Outsourcing, the IT industry, and talk-show radio

Why is it that I have to keep being reminded – over and over again – that much of what we read or hear in the media is missing context.  Why is it that I continue, year after year, to read interesting points in newspapers and magazines and parrot back their position – unless I know better?  Why is it that I hear stories on the radio and take them at face value, even though when it is about a subject with which I happen to have intimate knowledge I know that they don’t quite have it right?  In fact, sometimes they have it dead wrong.  Why is it that, despite the number of times I am given the lesson to take what you read and hear with a healthy dose of skepticism, I continue to believe?  I guess I’m a patsy.

CBCradioMy most recent reminder came this past week as I was driving to an appointment.  The car is my radio time.  I was idly listening to The Current on CBC Radio 1 while driving.  The subject was outsourcing, of particular public interest because of the situation at RBC.  For those of you who aren’t current with Canadian news, let me provide a brief summary, even if it’s tangential to my main point.  Early this past week news broke that the Royal Bank had laid off 45 IT workers in its Investor Services unit in Toronto.  Not many people in the overall scheme of things, from some people’s perspective.  The work was to be outsourced, a fact of life these days.  The rub came when it emerged that the outsourcing to India was a two-stage process.  In fact, at least one employee who was being given the boot was asked to train the temporary foreign workers who would be replacing them – replacing them in Canada, at least in the short term.  Thus two separate realities of our world collided: outsourcing and a federal program that allows temporary foreign workers to enter Canada on limited terms to fill jobs that have not been able to be filled by Canadians and allows these workers to be paid up to 15% lower than average Canadian wages.  Needles to say, the program is not meant for temporary foreign workers to replace employed Canadian workers.  You can see how an uproar might have ensued!  After one or two false starts on handling the considerable fallout, the RBC CEO has now apologized to all its employees and to the entire Canadian public, whose custom he and his bank cherish.

Hence the topic of outsourcing on The Current.  As I say, I wasn’t paying too much attention until I heard the host, Anna Maria Tremonte, ask one of her guests if, given the amount of IT services that are now outsourced, he thought people should no longer be going into the IT field.  I was incredulous when this professor of IT management at Ryerson University, Ron Babin, actually said that he thought Canada wouldn’t be needing programmers for much longer and that he’d think twice before going into software engineering.  What??!!!  And there was nobody on the show to question that line or take him to task; he was their expert.  To be clear, Prof.
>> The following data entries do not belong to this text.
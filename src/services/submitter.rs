//! 装扮数据转发队列
//!
//! 请求处理方把数据放入有界队列后立即返回，单个后台 worker 按 FIFO 顺序
//! 转发给 Impress。
//!
//! 工作流程：
//! 1. handler 调用 `SubmissionQueue::enqueue`，队列满时等待（背压）
//! 2. worker 取出一条，POST 到 `/pets/submit.json`
//! 3. 记录结果，失败的条目直接丢弃，继续处理下一条

use thiserror::Error;
use tokio::sync::mpsc;
use tokio::task::JoinHandle;
use tokio_util::sync::CancellationToken;
use tracing::{debug, info, warn};

use crate::domain::Submission;
use crate::infra::ImpressClient;

/// worker 已退出，队列不再接收数据
#[derive(Debug, Error)]
#[error("submission queue is closed")]
pub struct QueueClosed;

/// 提交队列的生产端
#[derive(Clone, Debug)]
pub struct SubmissionQueue {
    sender: mpsc::Sender<Submission>,
}

impl SubmissionQueue {
    /// 创建容量为 `capacity` 的队列，返回生产端和消费端
    pub fn channel(capacity: usize) -> (Self, mpsc::Receiver<Submission>) {
        let (sender, receiver) = mpsc::channel(capacity);
        (Self { sender }, receiver)
    }

    /// 放入队列
    ///
    /// 队列未满时立即返回；队列满时等待 worker 腾出空间
    pub async fn enqueue(&self, submission: Submission) -> Result<(), QueueClosed> {
        self.sender.send(submission).await.map_err(|_| QueueClosed)
    }
}

/// 启动转发 worker
pub fn spawn(
    impress: ImpressClient,
    receiver: mpsc::Receiver<Submission>,
    shutdown: CancellationToken,
) -> JoinHandle<()> {
    tokio::spawn(run_worker(impress, receiver, shutdown))
}

/// worker 主循环
///
/// 所有生产端被释放或收到 shutdown 时退出；单条转发失败不会中断循环
pub async fn run_worker(
    impress: ImpressClient,
    mut receiver: mpsc::Receiver<Submission>,
    shutdown: CancellationToken,
) {
    info!(submit_url = %impress.submit_url(), "Starting impress submitter");

    loop {
        let submission = tokio::select! {
            biased;
            _ = shutdown.cancelled() => {
                info!("Impress submitter shutting down");
                break;
            }
            next = receiver.recv() => match next {
                Some(submission) => submission,
                None => {
                    info!("Submission queue closed, impress submitter exiting");
                    break;
                }
            },
        };

        relay(&impress, &submission).await;
    }
}

/// 转发一条数据并记录结果
async fn relay(impress: &ImpressClient, submission: &Submission) {
    let pet = &submission.customization.custom_pet.name;
    debug!(pet = %pet, user_id = submission.impress_user_id, "Relaying submission");

    match impress.submit(submission).await {
        Ok(outcome) => {
            info!(
                pet = %pet,
                status = %outcome.status,
                body = %outcome.body,
                "Impress responded"
            );
        }
        Err(e) => {
            warn!(pet = %pet, error = %e, "Impress submission failed");
        }
    }
}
Babin’s expertise is in IT outsourcing and off-shore delivery.  The fact is that technology companies all across the country – and other countries – are ictchallenged to find enough skilled programmers, analysts, software engineers, and project managers.  Computer science programs have worked hard for more than a decade to overcome the erroneous perception left with the public, thanks to the media, that after the dot.com bubble of 2000 there were no more jobs in IT.  As a result, we have innovative young companies that could be making a difference to the economy of many regions, providing well-paying jobs and contributing needed corporate taxes, but they have trouble finding the employees they need to expand.  Our innovation is constrained because we don’t have enough of these grads, not because we have too many.  Irresponsible statements such as the one made by Prof. Babin on The Current are about as misleading and as unhelpful as possible.  It’s very sad.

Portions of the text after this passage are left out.